Admittedly, it’s not something I thought too much about—living in Canada many of us are daily bombarded with evidence about the historical and contemporary evils perpetrated by our state. To name but a few: the legacy of our residential schools, the Indian Act, slavery, and ongoing racism, xenophobia, environmental racism, criminally negligent environmental policies, police violence against people of colour, systemic racism against Indigenous communities, and our staggering record of missing and murdered Indigenous women.

I did want to bring to light certain histories and presences that I felt had been overlooked in our national discourse and the international image of Canada. First and foremost, I wanted to draw attention to Sarnia as a troubled and fascinating place, full of leaks and pipelines, flares and relics. I also wanted to illuminate the fascinating and little-known history of the Lambton County oil boom of the 1860s and 70s. Oil, by nature, is buried history, and it was the lesser-known histories of regional petrocultures that I wanted to excavate and expose.

 

What’s your writing process like for a short story?

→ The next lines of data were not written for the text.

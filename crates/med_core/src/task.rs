//! Fixed-interval periodic task owned by one execution context.

use std::time::Duration;

use tokio::task::JoinHandle;
use tokio::time::{self, Instant, MissedTickBehavior};
use tracing::debug;

/// A repeating tick on the tokio runtime.
///
/// Arming always aborts the previous loop first, so at most one loop per
/// `PeriodicTask` is ever alive. Ticks missed while the host was suspended are
/// skipped rather than replayed. Dropping the task cancels it.
#[derive(Debug)]
pub struct PeriodicTask {
    name: &'static str,
    handle: Option<JoinHandle<()>>,
}

impl PeriodicTask {
    pub fn new(name: &'static str) -> Self {
        Self { name, handle: None }
    }

    /// Starts (or replaces) the loop. The first tick happens one `period` from
    /// now; callers wanting an immediate evaluation run it themselves.
    ///
    /// Must be called from within a tokio runtime.
    pub fn arm<F>(&mut self, period: Duration, mut tick: F)
    where
        F: FnMut() + Send + 'static,
    {
        self.cancel();
        let name = self.name;
        let handle = tokio::spawn(async move {
            let mut interval = time::interval_at(Instant::now() + period, period);
            interval.set_missed_tick_behavior(MissedTickBehavior::Skip);
            loop {
                interval.tick().await;
                debug!(task = name, "tick");
                tick();
            }
        });
        debug!(task = name, period_secs = period.as_secs(), "periodic task armed");
        self.handle = Some(handle);
    }

    pub fn cancel(&mut self) {
        if let Some(handle) = self.handle.take() {
            handle.abort();
            debug!(task = self.name, "periodic task cancelled");
        }
    }

    pub fn is_armed(&self) -> bool {
        self.handle
            .as_ref()
            .map(|handle| !handle.is_finished())
            .unwrap_or(false)
    }
}

impl Drop for PeriodicTask {
    fn drop(&mut self) {
        self.cancel();
    }
}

It’s different for every story, but the best ones usually start with a voice. The voice becomes a scene, then a cluster of images. With “Leviathan,” the impulse started here: a man would crawl into a horse’s body to avoid freezing to death, then he would freeze inside. Then man and horse would be burned together in an oil fire. Meanwhile loved ones would gather, fret, mourn.

I can usually see an image at the end, like a kind of beacon. And I need to add some conflict and escalation and get there in a kind of deeply unhealthy frenzy. I’m describing the fun part. After that it’s the agony of revision and more revision and second-guessing and line edits, the pain you need to go through to get it right. Eventually, this becomes a kind of twisted pleasure.

A guest once told my class that writing is like long-distance running: you do it and you hate it and your body spasms and goes irate and you keep doing it until it hurts more to not run. Writing is like that. It’s the strange productive pain of discipline.

 

Besides being an award-winning author, you also teach writing, literature, and environmental humanities. Any advice for young writers hoping to improve their craft?

You can’t rush it. I know you want to—I want to—but rushing will never produce anything worthwhile. So don’t rush to write, or publish. You have to love the editing, more than anything. You have to dwell in it and cherish it. It is the best form of discipline, and it gives so much back.

Also: know that reading and writing are radical ecological acts. To withdraw from the world is to slow it down. That’s something our world needs badly in this moment. You slow readers, lazy writers, anti-influencers: you are my heroes.